Input for this task:
|---|

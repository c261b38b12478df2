//! Component file discovery.
//!
//! Uses the `ignore` crate for gitignore-aware walking with support for a
//! custom `.snapgenignore` file. `node_modules` is always skipped, and existing
//! tests are skipped when requested so generated files never feed back in.

use std::path::{Path, PathBuf};

use ignore::WalkBuilder;

/// Per-directory ignore file honored in addition to `.gitignore`.
pub const IGNORE_FILENAME: &str = ".snapgenignore";

const ALWAYS_SKIPPED_DIRS: &[&str] = &["node_modules"];

/// Build a walker over `root`.
pub fn build_walker(root: &Path, skip_tests: bool) -> ignore::Walk {
    let mut builder = WalkBuilder::new(root);
    builder.require_git(false);
    builder.add_custom_ignore_filename(IGNORE_FILENAME);

    builder.filter_entry(move |entry| {
        if entry.depth() == 0 {
            return true;
        }
        let file_name = entry.file_name().to_string_lossy();
        if entry.file_type().is_some_and(|ft| ft.is_dir()) {
            !ALWAYS_SKIPPED_DIRS.contains(&file_name.as_ref())
                && !(skip_tests && snap_parser::is_test_dir(&file_name))
        } else {
            !(skip_tests && snap_parser::is_test_file(&file_name))
        }
    });

    builder.build()
}

/// Every component source below `root` with one of `extensions`, sorted.
pub fn collect_components(root: &Path, extensions: &[String], skip_tests: bool) -> Vec<PathBuf> {
    let mut files: Vec<PathBuf> = build_walker(root, skip_tests)
        .filter_map(|entry| match entry {
            Ok(entry) => Some(entry),
            Err(error) => {
                tracing::warn!(%error, "skipping unreadable path");
                None
            }
        })
        .filter(|entry| entry.file_type().is_some_and(|ft| ft.is_file()))
        .map(ignore::DirEntry::into_path)
        .filter(|path| {
            path.extension()
                .and_then(|ext| ext.to_str())
                .is_some_and(|ext| extensions.iter().any(|wanted| wanted == ext))
        })
        .collect();
    files.sort();
    files
}

#[cfg(test)]
mod tests {
    use std::fs;

    use pretty_assertions::assert_eq;

    use super::*;

    fn create_fixture(dir: &Path) {
        let dirs = [
            "src/components",
            "src/components/__tests__",
            "node_modules/react",
            "build",
            "vendor",
        ];
        for d in &dirs {
            fs::create_dir_all(dir.join(d)).expect("mkdir should succeed");
        }

        let files = [
            ("src/components/Button.js", "export default () => <button />;"),
            ("src/components/Button.test.js", "it('works', () => {});"),
            ("src/components/Card.jsx", "export default () => <div />;"),
            ("src/components/__tests__/Card.js", "it('works', () => {});"),
            ("src/components/styles.css", ".a {}"),
            ("src/App.js", "export default () => <main />;"),
            ("node_modules/react/index.js", "module.exports = {};"),
            ("build/bundle.js", "!function(){}();"),
            ("vendor/legacy.js", "var a;"),
            (".gitignore", "build/\n"),
            (".snapgenignore", "vendor/\n"),
        ];
        for (path, content) in &files {
            fs::write(dir.join(path), content).expect("write should succeed");
        }
    }

    fn relative(root: &Path, files: &[PathBuf]) -> Vec<String> {
        files
            .iter()
            .map(|p| {
                p.strip_prefix(root)
                    .expect("below root")
                    .to_string_lossy()
                    .replace('\\', "/")
            })
            .collect()
    }

    #[test]
    fn finds_js_components_only() {
        let tmp = tempfile::tempdir().expect("tempdir");
        create_fixture(tmp.path());

        let files = collect_components(tmp.path(), &["js".to_string()], true);
        assert_eq!(
            relative(tmp.path(), &files),
            ["src/App.js", "src/components/Button.js"]
        );
    }

    #[test]
    fn extra_extensions_are_included() {
        let tmp = tempfile::tempdir().expect("tempdir");
        create_fixture(tmp.path());

        let files = collect_components(tmp.path(), &["js".to_string(), "jsx".to_string()], true);
        assert!(relative(tmp.path(), &files).contains(&"src/components/Card.jsx".to_string()));
    }

    #[test]
    fn tests_included_when_not_skipped() {
        let tmp = tempfile::tempdir().expect("tempdir");
        create_fixture(tmp.path());

        let files = relative(
            tmp.path(),
            &collect_components(tmp.path(), &["js".to_string()], false),
        );
        assert!(files.contains(&"src/components/Button.test.js".to_string()));
        assert!(files.contains(&"src/components/__tests__/Card.js".to_string()));
        assert!(!files.iter().any(|f| f.starts_with("node_modules")));
    }

    #[test]
    fn ignore_files_are_respected() {
        let tmp = tempfile::tempdir().expect("tempdir");
        create_fixture(tmp.path());

        let files = relative(
            tmp.path(),
            &collect_components(tmp.path(), &["js".to_string()], false),
        );
        assert!(!files.iter().any(|f| f.starts_with("build/")), "{files:?}");
        assert!(!files.iter().any(|f| f.starts_with("vendor/")), "{files:?}");
    }

    #[test]
    fn empty_directory_yields_nothing() {
        let tmp = tempfile::tempdir().expect("tempdir");
        assert!(collect_components(tmp.path(), &["js".to_string()], true).is_empty());
    }
}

|---|

About this task:
Each of the entries must be set down again exactly.

Exercise result:
repository c261b38b12478df2
//! Component file discovery.
//!
//! Uses the `ignore` crate for gitignore-aware walking with support for a
//! custom `.snapgenignore` file. `node_modules` is always skipped, and existing
//! tests are skipped when requested so generated files never feed back in.

use std::path::{Path, PathBuf};

use ignore::WalkBuilder;

/// Per-directory ignore file honored in addition to `.gitignore`.
pub const IGNORE_FILENAME: &str = ".snapgenignore";

const ALWAYS_SKIPPED_DIRS: &[&str] = &["node_modules"];

/// Build a walker over `root`.
pub fn build_walker(root: &Path, skip_tests: bool) -> ignore::Walk {
    let mut builder = WalkBuilder::new(root);
    builder.require_git(false);
    builder.add_custom_ignore_filename(IGNORE_FILENAME);

    builder.filter_entry(move |entry| {
        if entry.depth() == 0 {
            return true;
        }
        let file_name = entry.file_name().to_string_lossy();
        if entry.file_type().is_some_and(|ft| ft.is_dir()) {
            !ALWAYS_SKIPPED_DIRS.contains(&file_name.as_ref())
                && !(skip_tests && snap_parser::is_test_dir(&file_name))
        } else {
            !(skip_tests && snap_parser::is_test_file(&file_name))
        }
    });

    builder.build()
}

/// Every component source below `root` with one of `extensions`, sorted.
pub fn collect_components(root: &Path, extensions: &[String], skip_tests: bool) -> Vec<PathBuf> {
    let mut files: Vec<PathBuf> = build_walker(root, skip_tests)
        .filter_map(|entry| match entry {
            Ok(entry) => Some(entry),
            Err(error) => {
                tracing::warn!(%error, "skipping unreadable path");
                None
            }
        })
        .filter(|entry| entry.file_type().is_some_and(|ft| ft.is_file()))
        .map(ignore::DirEntry::into_path)
        .filter(|path| {
            path.extension()
                .and_then(|ext| ext.to_str())
                .is_some_and(|ext| extensions.iter().any(|wanted| wanted == ext))
        })
        .collect();
    files.sort();
    files
}

#[cfg(test)]
mod tests {
    use std::fs;

    use pretty_assertions::assert_eq;

    use super::*;

    fn create_fixture(dir: &Path) {
        let dirs = [
            "src/components",
            "src/components/__tests__",
            "node_modules/react",
            "build",
            "vendor",
        ];
        for d in &dirs {
            fs::create_dir_all(dir.join(d)).expect("mkdir should succeed");
        }

        let files = [
            ("src/components/Button.js", "export default () => <button />;"),
            ("src/components/Button.test.js", "it('works', () => {});"),
            ("src/components/Card.jsx", "export default () => <div />;"),
            ("src/components/__tests__/Card.js", "it('works', () => {});"),
            ("src/components/styles.css", ".a {}"),
            ("src/App.js", "export default () => <main />;"),
            ("node_modules/react/index.js", "module.exports = {};"),
            ("build/bundle.js", "!function(){}();"),
            ("vendor/legacy.js", "var a;"),
            (".gitignore", "build/\n"),
            (".snapgenignore", "vendor/\n"),
        ];
        for (path, content) in &files {
            fs::write(dir.join(path), content).expect("write should succeed");
        }
    }

    fn relative(root: &Path, files: &[PathBuf]) -> Vec<String> {
        files
            .iter()
            .map(|p| {
                p.strip_prefix(root)
                    .expect("below root")
                    .to_string_lossy()
                    .replace('\\', "/")
            })
            .collect()
    }

    #[test]
    fn finds_js_components_only() {
        let tmp = tempfile::tempdir().expect("tempdir");
        create_fixture(tmp.path());

        let files = collect_components(tmp.path(), &["js".to_string()], true);
        assert_eq!(
            relative(tmp.path(), &files),
            ["src/App.js", "src/components/Button.js"]
        );
    }

    #[test]
    fn extra_extensions_are_included() {
        let tmp = tempfile::tempdir().expect("tempdir");
        create_fixture(tmp.path());

        let files = collect_components(tmp.path(), &["js".to_string(), "jsx".to_string()], true);
        assert!(relative(tmp.path(), &files).contains(&"src/components/Card.jsx".to_string()));
    }

    #[test]
    fn tests_included_when_not_skipped() {
        let tmp = tempfile::tempdir().expect("tempdir");
        create_fixture(tmp.path());

        let files = relative(
            tmp.path(),
            &collect_components(tmp.path(), &["js".to_string()], false),
        );
        assert!(files.contains(&"src/components/Button.test.js".to_string()));
        assert!(files.contains(&"src/components/__tests__/Card.js".to_string()));
        assert!(!files.iter().any(|f| f.starts_with("node_modules")));
    }

    #[test]
    fn ignore_files_are_respected() {
        let tmp = tempfile::tempdir().expect("tempdir");
        create_fixture(tmp.path());

        let files = relative(
            tmp.path(),
            &collect_components(tmp.path(), &["js".to_string()], false),
        );
        assert!(!files.iter().any(|f| f.starts_with("build/")), "{files:?}");
        assert!(!files.iter().any(|f| f.starts_with("vendor/")), "{files:?}");
    }

    #[test]
    fn empty_directory_yields_nothing() {
        let tmp = tempfile::tempdir().expect("tempdir");
        assert!(collect_components(tmp.path(), &["js".to_string()], true).is_empty());
    }
}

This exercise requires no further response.